[[ Entries provided open ]]
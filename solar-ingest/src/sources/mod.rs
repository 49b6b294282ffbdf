pub mod csv_file;
pub mod http_json;
pub mod ndjson_file;

pub use csv_file::ReadingCsvFileSource;
pub use http_json::HttpReadingSource;
pub use ndjson_file::ReadingNdjsonFileSource;
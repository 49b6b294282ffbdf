use dashmap::DashMap;

use super::{SiteRegistry, StoreError};
use crate::domain::{Site, SiteId};

#[derive(Default)]
pub struct MemorySiteRegistry {
    sites: DashMap<SiteId, Site>,
}

impl MemorySiteRegistry {
    pub fn new() -> Self {
        Self::default()
    }
}

#[async_trait::async_trait]
impl SiteRegistry for MemorySiteRegistry {
    async fn insert(&self, site: Site) -> Result<(), StoreError> {
        self.sites.insert(site.id, site);
        Ok(())
    }

    async fn find_by_id(&self, id: SiteId) -> Result<Option<Site>, StoreError> {
        Ok(self.sites.get(&id).map(|s| s.clone()))
    }

    async fn find_all(&self) -> Result<Vec<Site>, StoreError> {
        let mut sites: Vec<Site> = self.sites.iter().map(|s| s.value().clone()).collect();
        sites.sort_by_key(|s| s.id);
        Ok(sites)
    }
}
[[ Entries provided closed ]]
* About this exercise
You are asked to transcribe the complete data exactly.

* Your solution
filename solar-ingest/src/sources/mod.rs
repository 49b6b294282ffbdf
pub mod csv_file;
pub mod http_json;
pub mod ndjson_file;

pub use csv_file::ReadingCsvFileSource;
pub use http_json::HttpReadingSource;
pub use ndjson_file::ReadingNdjsonFileSource;
repository 49b6b294282ffbdf
use dashmap::DashMap;

use super::{SiteRegistry, StoreError};
use crate::domain::{Site, SiteId};

#[derive(Default)]
pub struct MemorySiteRegistry {
    sites: DashMap<SiteId, Site>,
}

impl MemorySiteRegistry {
    pub fn new() -> Self {
        Self::default()
    }
}

#[async_trait::async_trait]
impl SiteRegistry for MemorySiteRegistry {
    async fn insert(&self, site: Site) -> Result<(), StoreError> {
        self.sites.insert(site.id, site);
        Ok(())
    }

    async fn find_by_id(&self, id: SiteId) -> Result<Option<Site>, StoreError> {
        Ok(self.sites.get(&id).map(|s| s.clone()))
    }

    async fn find_all(&self) -> Result<Vec<Site>, StoreError> {
        let mut sites: Vec<Site> = self.sites.iter().map(|s| s.value().clone()).collect();
        sites.sort_by_key(|s| s.id);
        Ok(sites)
    }
}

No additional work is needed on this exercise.